James links anger with a loose tongue for reasons all of us can relate to. Think back to the last disagreement you had with a loved one. Did words spoken in the passion of the moment cause tempers to flare? Were you quick (eager) to listen to their side of the story, or were you just waiting for them to shut up so you could have your say?

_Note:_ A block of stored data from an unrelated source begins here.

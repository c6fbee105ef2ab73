use std::time::Duration;

use anyhow::Result;
use clap::Args;
use dit_contact::{Field, FormCollector, HttpTransport, Outcome};

/// Added to the server's Notion budget so a slow but successful write is not
/// reported as a failure and resubmitted.
pub const TIMEOUT_MARGIN_SECS: u64 = 5;

/// Arguments of `dit contact`. Empty values are sent through the same
/// required-field check as the landing page form.
#[derive(Args, Debug)]
pub struct ContactArgs {
    /// Base URL of a running site (defaults to the configured server address)
    #[arg(long)]
    pub url: Option<String>,

    #[arg(long, default_value = "")]
    pub name: String,

    /// Local part of the email address
    #[arg(long, default_value = "")]
    pub email: String,

    /// Email domain, a preset or any custom domain
    #[arg(long, default_value = "naver.com")]
    pub domain: String,

    #[arg(long, default_value = "")]
    pub phone1: String,

    #[arg(long, default_value = "")]
    pub phone2: String,

    #[arg(long, default_value = "")]
    pub phone3: String,

    #[arg(long, default_value = "")]
    pub message: String,

    /// Request timeout in seconds (defaults to the Notion timeout plus a margin)
    #[arg(long)]
    pub timeout_secs: Option<u64>,
}

impl ContactArgs {
    pub fn timeout(&self, config: &crate::config::Config) -> Duration {
        Duration::from_secs(
            self.timeout_secs
                .unwrap_or(config.notion.timeout_secs + TIMEOUT_MARGIN_SECS),
        )
    }

    fn into_fields(self) -> [(Field, String); 7] {
        [
            (Field::Name, self.name),
            (Field::EmailLocalPart, self.email),
            (Field::EmailDomain, self.domain),
            (Field::PhonePart1, self.phone1),
            (Field::PhonePart2, self.phone2),
            (Field::PhonePart3, self.phone3),
            (Field::Message, self.message),
        ]
    }
}

/// Sends one contact request to a running site over HTTP.
pub async fn submit(config: crate::config::Config, mut args: ContactArgs) -> Result<()> {
    let base_url = args
        .url
        .take()
        .unwrap_or_else(|| config.server.base_url());

    let transport = HttpTransport::new(&base_url, args.timeout(&config))?;
    tracing::info!(endpoint = transport.endpoint(), "Submitting contact request...");

    let mut collector = FormCollector::new(transport);
    for (field, value) in args.into_fields() {
        collector.update_field(field, value);
    }

    let outcome = collector.submit().await;
    let message = collector
        .feedback()
        .map(|feedback| feedback.message.to_owned())
        .unwrap_or_default();

    match outcome {
        Outcome::Accepted => {
            tracing::info!("{message}");
            Ok(())
        }
        _ => anyhow::bail!("{message}"),
    }
}
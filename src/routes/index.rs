use axum::response::IntoResponse;
use dit_contact::{ContactDraft, DIRECT_ENTRY, EmailDomain, Feedback};
use strum::VariantArray;

use crate::config::SiteConfig;
use crate::template::Template;

pub struct Stat {
    pub value: &'static str,
    pub label: &'static str,
}

pub struct Service {
    pub title: &'static str,
    pub summary: &'static str,
    pub items: &'static [&'static str],
}

pub struct Capability {
    pub title: &'static str,
    pub description: &'static str,
}

pub const STATS: &[Stat] = &[
    Stat {
        value: "2014",
        label: "설립연도",
    },
    Stat {
        value: "500+",
        label: "고객사",
    },
    Stat {
        value: "15+",
        label: "기술 인증",
    },
    Stat {
        value: "99.9%",
        label: "서비스 가용성",
    },
];

pub const SERVICES: &[Service] = &[
    Service {
        title: "하드웨어 유지보수",
        summary: "서버, 스토리지, 네트워크 장비의 예방 점검과 장애 대응을 제공합니다.",
        items: &["정기 예방 점검", "장애 긴급 출동", "부품 교체 및 수리", "자산 관리"],
    },
    Service {
        title: "소프트웨어 유지보수",
        summary: "운영체제와 미들웨어, 업무 시스템을 안정적으로 운영합니다.",
        items: &["OS 및 패치 관리", "데이터베이스 운영", "백업 및 복구", "성능 최적화"],
    },
    Service {
        title: "네트워크 유지보수",
        summary: "사내 네트워크와 보안 장비를 24시간 모니터링합니다.",
        items: &["네트워크 모니터링", "보안 장비 운영", "트래픽 분석", "구성 변경 관리"],
    },
];

pub const CLIENTS: &[&str] = &[
    "삼성전자",
    "LG전자",
    "현대자동차",
    "SK텔레콤",
    "KT",
    "포스코",
    "한국전력",
    "신한은행",
    "KB국민은행",
    "우리은행",
    "롯데그룹",
    "CJ그룹",
];

pub const CAPABILITIES: &[Capability] = &[
    Capability {
        title: "보안 전문성",
        description: "인증된 엔지니어가 보안 정책에 맞춰 시스템을 관리합니다.",
    },
    Capability {
        title: "신속한 대응",
        description: "장애 접수 즉시 원격 지원과 현장 출동을 진행합니다.",
    },
    Capability {
        title: "비용 최적화",
        description: "자산 현황 분석으로 불필요한 유지보수 비용을 줄입니다.",
    },
];

pub struct DomainOption {
    pub value: &'static str,
    pub label: &'static str,
    pub selected: bool,
}

#[derive(askama::Template)]
#[template(path = "index.html")]
pub struct IndexTemplate<'a> {
    pub site: &'a SiteConfig,
    pub draft: &'a ContactDraft,
    pub feedback: Option<&'a Feedback>,
    pub domains: Vec<DomainOption>,
    pub direct_entry: bool,
    pub stats: &'static [Stat],
    pub services: &'static [Service],
    pub clients: &'static [&'static str],
    pub capabilities: &'static [Capability],
}

impl<'a> IndexTemplate<'a> {
    pub fn new(
        site: &'a SiteConfig,
        draft: &'a ContactDraft,
        feedback: Option<&'a Feedback>,
    ) -> Self {
        let direct_entry = draft.is_direct_domain();
        let mut domains = EmailDomain::VARIANTS
            .iter()
            .map(|domain| DomainOption {
                value: domain.as_ref(),
                label: domain.as_ref(),
                selected: domain.as_ref() == draft.email_domain,
            })
            .collect::<Vec<_>>();

        domains.push(DomainOption {
            value: DIRECT_ENTRY,
            label: "직접입력",
            selected: direct_entry,
        });

        Self {
            site,
            draft,
            feedback,
            domains,
            direct_entry,
            stats: STATS,
            services: SERVICES,
            clients: CLIENTS,
            capabilities: CAPABILITIES,
        }
    }
}

/// GET / - Landing page with an empty contact form
pub async fn page(template: Template) -> impl IntoResponse {
    let draft = ContactDraft::default();

    template.render(IndexTemplate::new(&template.site, &draft, None))
}
use std::time::Duration;

use async_trait::async_trait;

use crate::{ContactSubmission, SubmissionHandler, SubmissionResult};

/// How the collector reaches the submission handler.
///
/// `Ok` carries whatever envelope the handler answered with, successful or
/// not. `Err` means no envelope could be obtained.
#[async_trait]
pub trait SubmitTransport: Send + Sync {
    async fn send(&self, submission: &ContactSubmission) -> dit_shared::Result<SubmissionResult>;
}

#[async_trait]
impl<T: SubmitTransport + ?Sized> SubmitTransport for std::sync::Arc<T> {
    async fn send(&self, submission: &ContactSubmission) -> dit_shared::Result<SubmissionResult> {
        (**self).send(submission).await
    }
}

/// Calls the handler in the same process.
#[derive(Clone)]
pub struct HandlerTransport(pub SubmissionHandler);

#[async_trait]
impl SubmitTransport for HandlerTransport {
    async fn send(&self, submission: &ContactSubmission) -> dit_shared::Result<SubmissionResult> {
        Ok(self.0.handle(submission).await)
    }
}

/// Posts the submission as JSON to `{base_url}/api/contact`.
#[derive(Clone)]
pub struct HttpTransport {
    client: reqwest::Client,
    endpoint: String,
}

impl HttpTransport {
    pub fn new(base_url: &str, timeout: Duration) -> dit_shared::Result<Self> {
        let client = reqwest::Client::builder().timeout(timeout).build()?;

        Ok(Self {
            client,
            endpoint: format!("{}/api/contact", base_url.trim_end_matches('/')),
        })
    }

    pub fn endpoint(&self) -> &str {
        &self.endpoint
    }
}

#[async_trait]
impl SubmitTransport for HttpTransport {
    async fn send(&self, submission: &ContactSubmission) -> dit_shared::Result<SubmissionResult> {
        let response = self
            .client
            .post(&self.endpoint)
            .json(submission)
            .send()
            .await?;

        let status = response.status();
        let body = response.bytes().await?;

        // Error statuses still carry an envelope when the handler produced them.
        serde_json::from_slice::<SubmissionResult>(&body).map_err(|err| {
            dit_shared::Error::Transport(format!("unexpected response ({status}): {err}"))
        })
    }
}
mod error;

pub use error::*;
use axum::{body::Body, response::Response};
cfg_if::cfg_if! {
    if #[cfg(not(debug_assertions))] {
        use axum::{body::to_bytes, http::header};
        use std::sync::LazyLock;

        static MINIFY_CFG: LazyLock<minify_html::Cfg> = LazyLock::new(|| minify_html::Cfg {
            keep_closing_tags: true,
            keep_html_and_head_opening_tags: true,
            minify_css: true,
            minify_js: true,
            ..Default::default()
        });
    }
}

/// Minifies `text/html` responses in release builds.
pub async fn minify_html_middleware(response: Response<Body>) -> Response<Body> {
    cfg_if::cfg_if! {
        if #[cfg(not(debug_assertions))] {
            let is_html = response
                .headers()
                .get(header::CONTENT_TYPE)
                .and_then(|h| h.to_str().ok())
                .is_some_and(|v| v.contains("text/html"));

            if is_html {
                let (mut parts, body) = response.into_parts();
                let bytes = to_bytes(body, usize::MAX).await.unwrap_or_default();
                let minified = minify_html::minify(&bytes, &MINIFY_CFG);
                parts.headers.remove(header::CONTENT_LENGTH);

                return Response::from_parts(parts, Body::from(minified));
            }
        }
    }

    response
}
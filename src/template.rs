use axum::{
    extract::FromRequestParts,
    http::{StatusCode, request::Parts},
    response::{Html, IntoResponse, Response},
};
use std::convert::Infallible;

use crate::config::SiteConfig;

/// Page renderer carrying the values every page layout needs.
pub struct Template {
    pub site: SiteConfig,
}

impl Template {
    pub fn to_string<T: askama::Template>(&self, template: T) -> String {
        match template.render() {
            Ok(html) => html,
            Err(err) => format!("Failed to render template. Error: {err}"),
        }
    }

    pub fn render<T: askama::Template>(&self, template: T) -> Response {
        self.render_with_status(StatusCode::OK, template)
    }

    pub fn render_with_status<T: askama::Template>(
        &self,
        status: StatusCode,
        template: T,
    ) -> Response {
        match template.render() {
            Ok(html) => (status, Html(html)).into_response(),
            Err(err) => {
                tracing::error!(%err, "failed to render template");

                (
                    StatusCode::INTERNAL_SERVER_ERROR,
                    Html(self.to_string(ServerTemplate {
                        site: self.site.clone(),
                    })),
                )
                    .into_response()
            }
        }
    }
}

impl FromRequestParts<crate::routes::AppState> for Template {
    type Rejection = Infallible;

    async fn from_request_parts(
        _parts: &mut Parts,
        state: &crate::routes::AppState,
    ) -> Result<Self, Self::Rejection> {
        Ok(Template {
            site: state.config.site.clone(),
        })
    }
}

#[derive(askama::Template)]
#[template(path = "404.html")]
pub struct NotFoundTemplate {
    pub site: SiteConfig,
}

#[derive(askama::Template)]
#[template(path = "500.html")]
pub struct ServerTemplate {
    pub site: SiteConfig,
}
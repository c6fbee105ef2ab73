//! Contact-submission pipeline: the form collector that owns the draft on
//! the visitor's side, and the submission handler that writes accepted
//! submissions into the external record store.

mod collector;
mod handler;
mod store;
mod transport;
mod types;

pub use collector::*;
pub use handler::*;
pub use store::*;
pub use transport::*;
pub use types::*;

/// Shown when a required field is empty, by both the collector and the handler.
pub const REQUIRED_FIELDS_MESSAGE: &str = "필수 항목을 모두 입력해주세요.";

/// Returned by the handler once the record store accepted the submission.
pub const SUCCESS_MESSAGE: &str = "문의가 성공적으로 접수되었습니다.";

/// Returned by the handler when the record store write failed.
pub const FAILURE_MESSAGE: &str = "문의 접수 중 오류가 발생했습니다. 다시 시도해주세요.";

/// Shown by the collector when the handler could not be reached at all.
pub const FALLBACK_MESSAGE: &str = "문의 접수 중 오류가 발생했습니다. 잠시 후 다시 시도해주세요.";
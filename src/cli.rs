pub mod contact;
pub mod server;
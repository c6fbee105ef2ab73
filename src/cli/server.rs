use std::sync::Arc;

use anyhow::Result;
use axum::Router;
use dit_contact::SubmissionHandler;
use dit_notion::NotionClient;
use tower_http::{compression::CompressionLayer, trace::TraceLayer};

use crate::routes::AppState;

/// Full application: routes plus the response layers.
pub fn app(state: AppState) -> Router {
    crate::routes::router(state)
        // no-cache for pages and API responses, long cache for static files
        .layer(axum::middleware::from_fn(
            crate::middleware::cache_control_middleware,
        ))
        // Minify HTML responses before compression
        .layer(axum::middleware::map_response(
            crate::middleware::minify_html_middleware,
        ))
        .layer(CompressionLayer::new().br(true).gzip(true))
        .layer(TraceLayer::new_for_http())
}

pub async fn serve(
    config: crate::config::Config,
    host_override: Option<String>,
    port_override: Option<u16>,
) -> Result<()> {
    tracing::info!("Starting dit server...");

    // Use CLI overrides if provided, otherwise use config
    let host = host_override.unwrap_or(config.server.host.to_owned());
    let port = port_override.unwrap_or(config.server.port);

    match config.notion.check() {
        Ok(_) => tracing::info!(
            database_id = %config.notion.database_id,
            api_key = %config.notion.api_key_preview(),
            "Notion record store configured"
        ),
        Err(e) => tracing::warn!("{e}, contact submissions will be rejected"),
    }

    let store = NotionClient::new(config.notion.clone())?;
    let state = AppState {
        config,
        handler: SubmissionHandler::new(Arc::new(store)),
    };

    let app = app(state);

    // Start server
    let addr = format!("{}:{}", host, port);
    let listener = tokio::net::TcpListener::bind(&addr).await?;
    tracing::info!("Server listening on {}", listener.local_addr()?);

    // Set up graceful shutdown signal handler
    let shutdown_signal = async {
        let ctrl_c = async {
            tokio::signal::ctrl_c()
                .await
                .expect("failed to install Ctrl+C handler");
        };

        #[cfg(unix)]
        let terminate = async {
            tokio::signal::unix::signal(tokio::signal::unix::SignalKind::terminate())
                .expect("failed to install SIGTERM handler")
                .recv()
                .await;
        };

        #[cfg(not(unix))]
        let terminate = std::future::pending::<()>();

        tokio::select! {
            _ = ctrl_c => {
                tracing::info!("Received Ctrl+C signal");
            },
            _ = terminate => {
                tracing::info!("Received SIGTERM signal");
            },
        }

        tracing::info!("Starting graceful shutdown...");
    };

    // In-flight submissions finish before the process exits
    axum::serve(listener, app)
        .with_graceful_shutdown(shutdown_signal)
        .await?;

    tracing::info!("Graceful shutdown complete");

    Ok(())
}
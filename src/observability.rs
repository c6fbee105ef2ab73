use anyhow::Result;
use tracing_subscriber::{EnvFilter, Layer, fmt, layer::SubscriberExt, util::SubscriberInitExt};

/// Initialize tracing and logging
///
/// This sets up:
/// - Structured JSON logging (for production)
/// - Console logging (for development)
/// - Environment-based log level filtering, `RUST_LOG` wins over `log_level`
pub fn init_observability(
    service_name: &str,
    service_version: &str,
    log_level: &str,
) -> Result<()> {
    let env_filter =
        EnvFilter::try_from_default_env().unwrap_or_else(|_| EnvFilter::new(log_level));

    let is_production = std::env::var("ENVIRONMENT")
        .map(|env| env == "production")
        .unwrap_or(false);

    if is_production {
        tracing_subscriber::registry()
            .with(fmt::layer().json().with_filter(env_filter))
            .try_init()?;
    } else {
        tracing_subscriber::registry()
            .with(
                fmt::layer()
                    .with_target(true)
                    .with_line_number(true)
                    .with_filter(env_filter),
            )
            .try_init()?;
    }

    tracing::info!(
        service.name = service_name,
        service.version = service_version,
        "Observability initialized"
    );

    Ok(())
}
use axum::{Json, extract::State, http::StatusCode, response::IntoResponse};
use serde_json::json;

use crate::routes::AppState;

/// GET /health - Liveness probe
/// Returns 200 OK if the process is alive
pub async fn health() -> impl IntoResponse {
    (StatusCode::OK, Json(json!({"status": "ok"})))
}

/// GET /ready - Readiness probe
/// Returns 503 while the record store credentials are missing, since every
/// submission would fail.
pub async fn ready(State(app): State<AppState>) -> impl IntoResponse {
    match app.config.notion.check() {
        Ok(_) => (StatusCode::OK, Json(json!({"status": "ready"}))),
        Err(e) => {
            tracing::warn!("Readiness check failed: {e}");
            (
                StatusCode::SERVICE_UNAVAILABLE,
                Json(json!({
                    "status": "not_ready",
                    "reason": "record_store_not_configured"
                })),
            )
        }
    }
}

In verse 20, James explains why apprentices of Jesus are to be slow to anger: “the wrath of man does not produce the righteousness of God.” Human anger usually creates an environment that moves us away from the Lord rather than toward him. When we get angry, we often say and do things that hurt others and dishonor God. Broken relationships and regret follows. Which is why verse 21 says, “put away all filth and evil in your lives and humbly accept the word planted in you…”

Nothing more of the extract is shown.